**What is needed:**
Return the line containing "let cost = if" and every line after it through the end of the entries below, with no other lines.

Provided material Start Marker

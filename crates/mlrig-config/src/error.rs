//! Error types for configuration loading and validation

pub mod format;

use std::path::PathBuf;
use thiserror::Error;

pub use format::ErrorFormatter;

/// Result type for config operations
pub type Result<T> = std::result::Result<T, ConfigError>;

/// Errors that can occur during configuration loading and validation
#[derive(Debug, Error)]
pub enum ConfigError {
    /// Configuration file not found
    #[error("Configuration file not found: {path}")]
    FileNotFound { path: PathBuf },

    /// IO error
    #[error("Failed to read configuration file: {path}\n{source}")]
    IoError {
        path: PathBuf,
        #[source]
        source: std::io::Error,
    },

    /// YAML parsing error with context
    #[error("Failed to parse YAML configuration{location}:\n{message}\n{context}")]
    YamlError {
        location: String,
        message: String,
        context: String,
    },

    /// Field name not recognized by the target settings section
    #[error("Unknown field '{field}' in {section} settings\n  Known fields: {known}\n  Hint: {hint}")]
    UnknownField {
        section: String,
        field: String,
        known: String,
        hint: String,
    },

    /// Value could not be converted to the field's type
    #[error("Invalid value '{value}' for {field}: expected {expected}")]
    InvalidValue {
        field: String,
        expected: &'static str,
        value: String,
    },

    /// Generic validation error
    #[error("Validation error: {field}: {message}")]
    ValidationError { field: String, message: String },
}

impl ConfigError {
    /// Create an unknown field error with a suggestion
    pub fn unknown_field(
        section: impl Into<String>,
        field: impl Into<String>,
        known: &[&str],
    ) -> Self {
        let field = field.into();
        let hint = Self::suggest_option(&field, known);
        Self::UnknownField {
            section: section.into(),
            field,
            known: known.join(", "),
            hint,
        }
    }

    /// Create an invalid value error
    pub fn invalid_value(
        field: impl Into<String>,
        expected: &'static str,
        value: impl Into<String>,
    ) -> Self {
        Self::InvalidValue {
            field: field.into(),
            expected,
            value: value.into(),
        }
    }

    /// Create a YAML error from serde_yaml::Error
    pub fn from_yaml_error(err: serde_yaml::Error, content: &str, path: Option<&str>) -> Self {
        let context = extract_yaml_context(&err, content);
        Self::YamlError {
            location: path.map(|p| format!(" in {}", p)).unwrap_or_default(),
            message: err.to_string(),
            context,
        }
    }

    /// Simple string distance for field suggestions (Levenshtein-like)
    fn suggest_option(input: &str, options: &[&str]) -> String {
        let input_lower = input.to_lowercase();
        let closest = options
            .iter()
            .min_by_key(|opt| Self::distance(&input_lower, &opt.to_lowercase()));

        match closest {
            Some(opt) if Self::distance(&input_lower, &opt.to_lowercase()) <= 3 => {
                format!("Did you mean '{}'?", opt)
            }
            _ => "Check your configuration file".to_string(),
        }
    }

    /// Simple character distance calculation
    fn distance(a: &str, b: &str) -> usize {
        let a_chars: Vec<char> = a.chars().collect();
        let b_chars: Vec<char> = b.chars().collect();
        let mut prev_row: Vec<usize> = (0..=b_chars.len()).collect();

        for (i, a_char) in a_chars.iter().enumerate() {
            let mut curr_row = vec![i + 1];
            for (j, b_char) in b_chars.iter().enumerate() {
                let cost = if a_char == b_char { 0 } else { 1 };
                curr_row.push(
                    *[
                        curr_row[j] + 1,     // insertion
                        prev_row[j + 1] + 1, // deletion
                        prev_row[j] + cost,  // substitution
                    ]
                    .iter()
                    .min()
                    .unwrap(),
                );
            }
            prev_row = curr_row;
        }

        *prev_row.last().unwrap_or(&0)
    }
}

/// Extract context from YAML error
fn extract_yaml_context(err: &serde_yaml::Error, content: &str) -> String {
    if let Some(loc) = err.location() {
        let line_num = loc.line();
        let lines: Vec<&str> = content.lines().collect();

        if line_num > 0 && line_num <= lines.len() {
            let start = line_num.saturating_sub(2);
            let end = (line_num + 1).min(lines.len());

            return lines[start..end]
                .iter()
                .enumerate()
                .map(|(i, line)| {
                    let num = start + i + 1;
                    if num == line_num {
                        format!("→ {:3} | {}", num, line)
                    } else {
                        format!("  {:3} | {}", num, line)
                    }
                })
                .collect::<Vec<_>>()
                .join("\n");
        }
    }

    String::new()
}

Provided material End Marker

**Exercise output:**
                let cost = if a_char == b_char { 0 } else { 1 };
                curr_row.push(
                    *[
                        curr_row[j] + 1,     // insertion
                        prev_row[j + 1] + 1, // deletion
                        prev_row[j] + cost,  // substitution
                    ]
                    .iter()
                    .min()
                    .unwrap(),
                );
            }
            prev_row = curr_row;
        }

        *prev_row.last().unwrap_or(&0)
    }
}

/// Extract context from YAML error
fn extract_yaml_context(err: &serde_yaml::Error, content: &str) -> String {
    if let Some(loc) = err.location() {
        let line_num = loc.line();
        let lines: Vec<&str> = content.lines().collect();

        if line_num > 0 && line_num <= lines.len() {
            let start = line_num.saturating_sub(2);
            let end = (line_num + 1).min(lines.len());

            return lines[start..end]
                .iter()
                .enumerate()
                .map(|(i, line)| {
                    let num = start + i + 1;
                    if num == line_num {
                        format!("→ {:3} | {}", num, line)
                    } else {
                        format!("  {:3} | {}", num, line)
                    }
                })
                .collect::<Vec<_>>()
                .join("\n");
        }
    }

    String::new()
}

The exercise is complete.